**WHAT TO DO**
In the entries that follow, the line with "let id = tables.next_owner_id;" opens the range and the line with "pet.id = Some(tables.next_pet_id);" closes it; repeat that range exactly, both lines included.

[Opening DATA PROVIDED section]

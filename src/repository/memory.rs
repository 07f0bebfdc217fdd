//! In-memory store: aggregates kept behind an async `RwLock`.

use super::{Datastore, OwnerRepository, PetRepository, VetRepository, VisitRepository};
use crate::error::AppError;
use crate::model::{Owner, Page, PageRequest, Pet, PetType, Specialty, Vet, Visit};
use crate::seed;
use async_trait::async_trait;
use std::collections::BTreeMap;
use tokio::sync::RwLock;

#[derive(Default)]
struct Tables {
    owners: BTreeMap<i32, Owner>,
    pet_types: Vec<PetType>,
    vets: Vec<Vet>,
    next_owner_id: i32,
    next_pet_id: i32,
    next_visit_id: i32,
}

pub struct MemoryStore {
    tables: RwLock<Tables>,
}

impl Default for MemoryStore {
    fn default() -> Self {
        Self::new()
    }
}

impl MemoryStore {
    pub fn new() -> Self {
        let tables = Tables {
            next_owner_id: 1,
            next_pet_id: 1,
            next_visit_id: 1,
            ..Tables::default()
        };
        MemoryStore {
            tables: RwLock::new(tables),
        }
    }

    /// Store preloaded with the sample clinic.
    pub fn seeded() -> Self {
        let pet_types: Vec<PetType> = seed::PET_TYPES
            .iter()
            .map(|(id, name)| PetType {
                id: *id,
                name: name.to_string(),
            })
            .collect();

        let mut owners: BTreeMap<i32, Owner> = seed::OWNERS
            .iter()
            .map(|(id, first, last, address, city, telephone)| {
                let owner = Owner {
                    id: Some(*id),
                    first_name: first.to_string(),
                    last_name: last.to_string(),
                    address: address.to_string(),
                    city: city.to_string(),
                    telephone: telephone.to_string(),
                    pets: Vec::new(),
                };
                (*id, owner)
            })
            .collect();

        for (id, name, birth, type_id, owner_id) in seed::PETS {
            let visits = seed::VISITS
                .iter()
                .filter(|v| v.1 == *id)
                .map(|(visit_id, _, date, description)| Visit {
                    id: Some(*visit_id),
                    date: seed::date(date),
                    description: description.to_string(),
                })
                .collect();
            if let Some(owner) = owners.get_mut(owner_id) {
                owner.pets.push(Pet {
                    id: Some(*id),
                    name: name.to_string(),
                    birth_date: Some(seed::date(birth)),
                    pet_type: pet_types.iter().find(|t| t.id == *type_id).cloned(),
                    visits,
                });
            }
        }
        for owner in owners.values_mut() {
            owner.sort_children();
        }

        let vets = seed::VETS
            .iter()
            .map(|(id, first, last)| {
                let mut specialties: Vec<Specialty> = seed::VET_SPECIALTIES
                    .iter()
                    .filter(|(vet_id, _)| vet_id == id)
                    .filter_map(|(_, sid)| seed::SPECIALTIES.iter().find(|(s, _)| s == sid))
                    .map(|(sid, name)| Specialty {
                        id: *sid,
                        name: name.to_string(),
                        is_new: false,
                    })
                    .collect();
                specialties.sort_by(|a, b| a.name.cmp(&b.name));
                Vet {
                    id: *id,
                    first_name: first.to_string(),
                    last_name: last.to_string(),
                    specialties,
                }
            })
            .collect();

        let tables = Tables {
            next_owner_id: seed::OWNERS.len() as i32 + 1,
            next_pet_id: seed::PETS.len() as i32 + 1,
            next_visit_id: seed::VISITS.len() as i32 + 1,
            owners,
            pet_types,
            vets,
        };
        MemoryStore {
            tables: RwLock::new(tables),
        }
    }
}

#[async_trait]
impl OwnerRepository for MemoryStore {
    async fn find_owners_by_last_name(
        &self,
        last_name: &str,
        page: PageRequest,
    ) -> Result<Page<Owner>, AppError> {
        let tables = self.tables.read().await;
        let matches: Vec<Owner> = tables
            .owners
            .values()
            .filter(|o| o.last_name.starts_with(last_name))
            .cloned()
            .collect();
        Ok(Page::from_all(matches, page))
    }

    async fn find_owner(&self, id: i32) -> Result<Option<Owner>, AppError> {
        Ok(self.tables.read().await.owners.get(&id).cloned())
    }

    async fn save_owner(&self, owner: &mut Owner) -> Result<(), AppError> {
        let mut tables = self.tables.write().await;
        match owner.id {
            None => {
                let id = tables.next_owner_id;
                tables.next_owner_id += 1;
                owner.id = Some(id);
                tables.owners.insert(id, owner.clone());
            }
            Some(id) => {
                let stored = tables
                    .owners
                    .get_mut(&id)
                    .ok_or_else(|| AppError::NotFound(format!("Owner not found with id: {}", id)))?;
                stored.first_name = owner.first_name.clone();
                stored.last_name = owner.last_name.clone();
                stored.address = owner.address.clone();
                stored.city = owner.city.clone();
                stored.telephone = owner.telephone.clone();
            }
        }
        Ok(())
    }
}

#[async_trait]
impl PetRepository for MemoryStore {
    async fn find_pet_types(&self) -> Result<Vec<PetType>, AppError> {
        let mut types = self.tables.read().await.pet_types.clone();
        types.sort_by(|a, b| a.name.cmp(&b.name));
        Ok(types)
    }

    async fn save_pet(&self, owner_id: i32, pet: &mut Pet) -> Result<(), AppError> {
        let mut tables = self.tables.write().await;
        if pet.id.is_none() {
            pet.id = Some(tables.next_pet_id);
            tables.next_pet_id += 1;
        }
        let owner = tables
            .owners
            .get_mut(&owner_id)
            .ok_or_else(|| AppError::NotFound(format!("Owner not found with id: {}", owner_id)))?;
        match owner.pets.iter_mut().find(|p| p.id == pet.id) {
            Some(stored) => {
                stored.name = pet.name.clone();
                stored.birth_date = pet.birth_date;
                stored.pet_type = pet.pet_type.clone();
            }
            None => owner.pets.push(pet.clone()),
        }
        owner.sort_children();
        Ok(())
    }
}

#[async_trait]
impl VisitRepository for MemoryStore {
    async fn save_visit(&self, pet_id: i32, visit: &mut Visit) -> Result<(), AppError> {
        let mut tables = self.tables.write().await;
        if visit.id.is_none() {
            visit.id = Some(tables.next_visit_id);
            tables.next_visit_id += 1;
        }
        let owner = tables
            .owners
            .values_mut()
            .find(|o| o.pet(pet_id).is_some())
            .ok_or_else(|| AppError::NotFound(format!("Pet not found with id: {}", pet_id)))?;
        if let Some(pet) = owner.pets.iter_mut().find(|p| p.id == Some(pet_id)) {
            pet.visits.retain(|v| v.id != visit.id);
            pet.visits.push(visit.clone());
        }
        owner.sort_children();
        Ok(())
    }
}

#[async_trait]
impl VetRepository for MemoryStore {
    async fn find_vets(&self) -> Result<Vec<Vet>, AppError> {
        let mut vets = self.tables.read().await.vets.clone();
        vets.sort_by_key(|v| v.id);
        Ok(vets)
    }

    async fn find_vets_page(&self, page: PageRequest) -> Result<Page<Vet>, AppError> {
        Ok(Page::from_all(self.find_vets().await?, page))
    }
}

#[async_trait]
impl Datastore for MemoryStore {
    async fn ping(&self) -> Result<(), AppError> {
        Ok(())
    }
}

[Closing DATA PROVIDED section]

**ANSWER AREA**
                let id = tables.next_owner_id;
                tables.next_owner_id += 1;
                owner.id = Some(id);
                tables.owners.insert(id, owner.clone());
            }
            Some(id) => {
                let stored = tables
                    .owners
                    .get_mut(&id)
                    .ok_or_else(|| AppError::NotFound(format!("Owner not found with id: {}", id)))?;
                stored.first_name = owner.first_name.clone();
                stored.last_name = owner.last_name.clone();
                stored.address = owner.address.clone();
                stored.city = owner.city.clone();
                stored.telephone = owner.telephone.clone();
            }
        }
        Ok(())
    }
}

#[async_trait]
impl PetRepository for MemoryStore {
    async fn find_pet_types(&self) -> Result<Vec<PetType>, AppError> {
        let mut types = self.tables.read().await.pet_types.clone();
        types.sort_by(|a, b| a.name.cmp(&b.name));
        Ok(types)
    }

    async fn save_pet(&self, owner_id: i32, pet: &mut Pet) -> Result<(), AppError> {
        let mut tables = self.tables.write().await;
        if pet.id.is_none() {
            pet.id = Some(tables.next_pet_id);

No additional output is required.